(Beginning of RECORDS PROVIDED)
//! sealbox: passphrase encryption of files and folders
//!
//! Commands:
//!   encrypt <paths..>       - bundle, scrub and encrypt with a generated passphrase
//!   encrypt-hsm <paths..>   - same, passphrase drawn from a PKCS#11 token
//!   decrypt <paths..>       - decrypt `.age` files, extracting bundles in place
//!   passphrase [--words N]  - print a fresh wordlist passphrase
//!   config show             - display the effective configuration

mod terminal;

use std::path::{Path, PathBuf};
use std::sync::Arc;

use anyhow::{Context, Result};
use clap::{Parser, Subcommand, ValueEnum};
use tracing::info;

use sealbox_core::config::SealConfig;
use sealbox_engine::{Outcome, Request, SealService};
use sealbox_secrets::PassphraseGenerator;

use crate::terminal::TerminalHost;

// ── CLI structure ──────────────────────────────────────────────────────────────

#[derive(Parser, Debug)]
#[command(
    name = "sealbox",
    version,
    about = "Encrypt files and folders with generated passphrases",
    long_about = "sealbox: bundle, sanitize and passphrase-encrypt files and folders with age"
)]
struct Cli {
    /// Path to config.toml
    #[arg(
        long,
        short = 'c',
        env = "SEALBOX_CONFIG",
        default_value = "~/.config/sealbox/config.toml"
    )]
    config: PathBuf,

    /// Log level (trace, debug, info, warn, error); overrides the config file
    #[arg(long, env = "SEALBOX_LOG")]
    log: Option<String>,

    /// Log format; overrides the config file
    #[arg(long, env = "SEALBOX_LOG_FORMAT")]
    log_format: Option<LogFormat>,

    #[command(subcommand)]
    command: Commands,
}

#[derive(Subcommand, Debug)]
enum Commands {
    /// Encrypt files and folders into one `.age` artifact
    Encrypt {
        #[arg(required = true)]
        paths: Vec<PathBuf>,
    },

    /// Encrypt using a passphrase from the hardware token's TRNG
    #[command(name = "encrypt-hsm")]
    EncryptHsm {
        #[arg(required = true)]
        paths: Vec<PathBuf>,
    },

    /// Decrypt `.age` files
    Decrypt {
        #[arg(required = true)]
        paths: Vec<PathBuf>,
    },

    /// Generate and print a wordlist passphrase
    Passphrase {
        /// Number of words (default from config)
        #[arg(long, short = 'w')]
        words: Option<usize>,
    },

    /// Configuration management
    Config {
        #[command(subcommand)]
        action: ConfigAction,
    },
}

#[derive(Subcommand, Debug)]
enum ConfigAction {
    /// Print the effective configuration as TOML
    Show,
}

#[derive(Clone, Debug, ValueEnum)]
enum LogFormat {
    Json,
    Text,
}

// ── Entry point ───────────────────────────────────────────────────────────────

#[tokio::main]
async fn main() -> Result<()> {
    let cli = Cli::parse();
    let home = std::env::var_os("HOME").map(PathBuf::from);
    let config_path = expand_tilde(&cli.config, home.as_deref());
    let (config, from_file) = load_config(&config_path).await?;

    let level = cli.log.clone().unwrap_or_else(|| config.log.level.clone());
    let format = match cli.log_format {
        Some(f) => f,
        None if config.log.format.eq_ignore_ascii_case("json") => LogFormat::Json,
        None => LogFormat::Text,
    };
    init_logging(&level, &format);

    info!(
        version = env!("CARGO_PKG_VERSION"),
        config = %config_path.display(),
        from_file,
        "sealbox starting"
    );

    match cli.command {
        Commands::Encrypt { paths } => cmd_run(config, Request::Encrypt(absolutize(&paths)?)).await,
        Commands::EncryptHsm { paths } => {
            cmd_run(config, Request::EncryptWithHsm(absolutize(&paths)?)).await
        }
        Commands::Decrypt { paths } => cmd_run(config, Request::Decrypt(absolutize(&paths)?)).await,
        Commands::Passphrase { words } => cmd_passphrase(&config, words),
        Commands::Config { action: ConfigAction::Show } => {
            cmd_config_show(&config, &config_path, from_file)
        }
    }
}

// ── Config loading ────────────────────────────────────────────────────────────

async fn load_config(path: &Path) -> Result<(SealConfig, bool)> {
    if path.exists() {
        let content = tokio::fs::read_to_string(path)
            .await
            .with_context(|| format!("reading config: {}", path.display()))?;
        let config = toml::from_str(&content)
            .with_context(|| format!("parsing config: {}", path.display()))?;
        Ok((config, true))
    } else {
        Ok((SealConfig::default(), false))
    }
}

fn init_logging(level: &str, format: &LogFormat) {
    use tracing_subscriber::{fmt, layer::SubscriberExt, util::SubscriberInitExt, EnvFilter};

    let filter = EnvFilter::try_new(level).unwrap_or_else(|_| EnvFilter::new("warn"));
    let layer = fmt::layer().with_writer(std::io::stderr);

    match format {
        LogFormat::Json => {
            tracing_subscriber::registry()
                .with(filter)
                .with(layer.json())
                .init();
        }
        LogFormat::Text => {
            tracing_subscriber::registry().with(filter).with(layer).init();
        }
    }
}

/// `~/x` → `$HOME/x`
fn expand_tilde(path: &Path, home: Option<&Path>) -> PathBuf {
    match (path.strip_prefix("~"), home) {
        (Ok(rest), Some(home)) => home.join(rest),
        _ => path.to_path_buf(),
    }
}

fn absolutize(paths: &[PathBuf]) -> Result<Vec<PathBuf>> {
    paths
        .iter()
        .map(|p| std::path::absolute(p).with_context(|| format!("resolving {}", p.display())))
        .collect()
}

// ── `sealbox encrypt | encrypt-hsm | decrypt` ────────────────────────────────

async fn cmd_run(config: SealConfig, request: Request) -> Result<()> {
    let host = Arc::new(TerminalHost::new(config.tools.clipboard.clone()));
    let service = Arc::new(SealService::new(config, host.clone(), host));

    let outcome = service
        .spawn(request)
        .await
        .context("worker task failed")??;

    match outcome {
        Outcome::Encrypted(report) => {
            println!("{}", report.destination.display());
            Ok(())
        }
        Outcome::Decrypted(report) => {
            for output in &report.outputs {
                println!("{}", output.display());
            }
            if report.failed > 0 {
                anyhow::bail!(
                    "{} of {} file(s) failed",
                    report.failed,
                    report.failed + report.succeeded
                );
            }
            Ok(())
        }
        Outcome::Cancelled => {
            eprintln!("cancelled");
            Ok(())
        }
    }
}

// ── `sealbox passphrase` ──────────────────────────────────────────────────────

fn cmd_passphrase(config: &SealConfig, words: Option<usize>) -> Result<()> {
    let generator = PassphraseGenerator::new(words.unwrap_or(config.passphrase.words))
        .context("invalid word count")?;
    let passphrase = generator.generate();
    eprintln!(
        "# {} words, ~{:.0} bits of entropy",
        generator.word_count(),
        generator.entropy_bits()
    );
    println!("{}", passphrase.expose_secret());
    Ok(())
}

// ── `sealbox config show` ─────────────────────────────────────────────────────

fn cmd_config_show(config: &SealConfig, config_path: &Path, from_file: bool) -> Result<()> {
    if from_file {
        println!("# Configuration from: {}", config_path.display());
    } else {
        println!("# Configuration: defaults (no file at {})", config_path.display());
    }
    println!();
    let rendered = toml::to_string_pretty(config).context("serializing config to TOML")?;
    print!("{rendered}");
    Ok(())
}
pub mod config;
pub mod error;
pub mod process;
pub mod types;

pub use error::{SealError, SealResult};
(End of RECORDS PROVIDED)
▶ **TASK TO COMPLETE**:
Would you set down, word for word, the lines from the opening of the entries above through the line with "error); overrides the config file", both included, and no others?

▶ **RESULT OF THE EXERCISE**:
//! sealbox: passphrase encryption of files and folders
//!
//! Commands:
//!   encrypt <paths..>       - bundle, scrub and encrypt with a generated passphrase
//!   encrypt-hsm <paths..>   - same, passphrase drawn from a PKCS#11 token
//!   decrypt <paths..>       - decrypt `.age` files, extracting bundles in place
//!   passphrase [--words N]  - print a fresh wordlist passphrase
//!   config show             - display the effective configuration

mod terminal;

use std::path::{Path, PathBuf};
use std::sync::Arc;

use anyhow::{Context, Result};
use clap::{Parser, Subcommand, ValueEnum};
use tracing::info;

use sealbox_core::config::SealConfig;
use sealbox_engine::{Outcome, Request, SealService};
use sealbox_secrets::PassphraseGenerator;

use crate::terminal::TerminalHost;

// ── CLI structure ──────────────────────────────────────────────────────────────

#[derive(Parser, Debug)]
#[command(
    name = "sealbox",
    version,
    about = "Encrypt files and folders with generated passphrases",
    long_about = "sealbox: bundle, sanitize and passphrase-encrypt files and folders with age"
)]
struct Cli {
    /// Path to config.toml
    #[arg(
        long,
        short = 'c',
        env = "SEALBOX_CONFIG",
        default_value = "~/.config/sealbox/config.toml"
    )]
    config: PathBuf,

    /// Log level (trace, debug, info, warn, error); overrides the config file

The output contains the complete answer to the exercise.